However, it is still a long way to being able to document in the Atlantic part of the Peninsula, in the image that it is starting to be possible to draw in the Mediterranean, the moments of the revolution in nautical technology that mark the disappearance of the exceptional heritage of the Ancient World in this area.

This revolution had a complex origin, resulting from a diverse combination of factors at the start of the Middle Ages and development of the trading society at the end.

With the reservations inherent in all synthetic explanations, it nevertheless seems legitimate to assert that the principles and techniques that became dominant during this period in the planning and construction of ships, resulted basically from economic and socio-professional imperatives and specific techniques. Noteworthy among these are the great pressure for construction accompanying the growth in trade, and a greater simplification, standardisation and economy in procedures and costs. However, they also resulted in an exceptionally relevant manner from an imperative originating from the state of development of military technology — a need to adapt ships to the transport and use of what was initially going to comprise the guarantee for the discoveries and European expansion: artillery.

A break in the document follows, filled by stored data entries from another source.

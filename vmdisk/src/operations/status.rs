//! Disk image operation status.

use serde::{Deserialize, Serialize};

/// Status of a disk image operation.
///
/// ```text
/// factory → Unknown ─prepare ok─→ InProgress ─run…─→ Created | Resized
///                   └prepare err─→ Failed | NotEnoughSpace | DoesNotExist
/// ```
///
/// Terminal values never change again for the same operation.
#[derive(Debug, Clone, Copy, PartialEq, Eq, Hash, Serialize, Deserialize)]
#[serde(rename_all = "SCREAMING_SNAKE_CASE")]
pub enum DiskImageStatus {
    /// Not yet prepared, or a resize backend could not tell.
    Unknown,

    /// Preparation succeeded; `run` has more work to do.
    InProgress,

    /// Image created, exported or imported.
    Created,

    /// Disk resized.
    Resized,

    /// Failed for a reason other than the ones below.
    Failed,

    /// The target filesystem ran out of space.
    NotEnoughSpace,

    /// The source does not exist.
    DoesNotExist,
}

impl DiskImageStatus {
    /// Check if the operation is done (successfully or not).
    pub fn is_terminal(&self) -> bool {
        !matches!(self, DiskImageStatus::Unknown | DiskImageStatus::InProgress)
    }

    pub fn is_success(&self) -> bool {
        matches!(self, DiskImageStatus::Created | DiskImageStatus::Resized)
    }

    pub fn is_failure(&self) -> bool {
        matches!(
            self,
            DiskImageStatus::Failed
                | DiskImageStatus::NotEnoughSpace
                | DiskImageStatus::DoesNotExist
        )
    }

    pub fn as_str(&self) -> &'static str {
        match self {
            DiskImageStatus::Unknown => "UNKNOWN",
            DiskImageStatus::InProgress => "IN_PROGRESS",
            DiskImageStatus::Created => "CREATED",
            DiskImageStatus::Resized => "RESIZED",
            DiskImageStatus::Failed => "FAILED",
            DiskImageStatus::NotEnoughSpace => "NOT_ENOUGH_SPACE",
            DiskImageStatus::DoesNotExist => "DOES_NOT_EXIST",
        }
    }
}

impl std::str::FromStr for DiskImageStatus {
    type Err = ();

    fn from_str(s: &str) -> Result<Self, Self::Err> {
        match s {
            "UNKNOWN" => Ok(DiskImageStatus::Unknown),
            "IN_PROGRESS" => Ok(DiskImageStatus::InProgress),
            "CREATED" => Ok(DiskImageStatus::Created),
            "RESIZED" => Ok(DiskImageStatus::Resized),
            "FAILED" => Ok(DiskImageStatus::Failed),
            "NOT_ENOUGH_SPACE" => Ok(DiskImageStatus::NotEnoughSpace),
            "DOES_NOT_EXIST" => Ok(DiskImageStatus::DoesNotExist),
            _ => Err(()),
        }
    }
}

impl std::fmt::Display for DiskImageStatus {
    fn fmt(&self, f: &mut std::fmt::Formatter<'_>) -> std::fmt::Result {
        write!(f, "{}", self.as_str())
    }
}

In this 15th century context, Portuguese navigation "for discovery" was in turn going to provide an ideal field for experimentation. The caravel became a prototypical link for a revolution in the History of the Techniques that would be instituted as a dominant system of construction until the end of the History of sailing navigation and wooden ships.

However, from the point of view of the History of Techniques, from where did this model ship emerge and what did it represent? This ship whose technique of construction was sufficiently revolutionary to expand quickly in the 15th century throughout the entire north Atlantic, spreading the name of its principle/system of construction in different languages (à carvel, carvel building, Kraweelbauweise). What is the reality of the myth and its genealogy?

Fig 4. Monogram of the caravel master João de Lião in a document from 1488 (Mota, 1971), considered a very faithful representation of a caravel, despite the design. Lisbon, Institute dos Arquivos Nacionais/Torre do Tombo. Photo: IAN/TT

Concepts and high points of an archaeology of ships

Fernando Oliveira is one of the most fascinating personalities of the Portuguese Renaissance. A learned cleric, adventurer and teacher, court emissary and mariner, twice imprisoned by the Inquisition, he was author of the Ars Nautica, which is considered today one of the most important works, and the oldest, of learned and conceptual expression in world naval architecture. Dated 1570 and transcribed from Latin to Portuguese by the author a decade later, the Livro da Fábrica das Naus ["Book about the Construction of Naus"] presents the simplest and most enlightened example of that which is the essence of a ship:

"[...] Nature teaches this in the bodies of sentient animals, in which there are also two parts that seem to respond to what / say and give an obvious example of these two necessities of the naus: one is the bones, that represent the strengthening pieces, because they support, straighten and form the body of the animal, such as the support does in the hull of the nau: the other is the skin that covers the bones, as the planking covers the support [...]" (Oliveira, 1991, p. 63).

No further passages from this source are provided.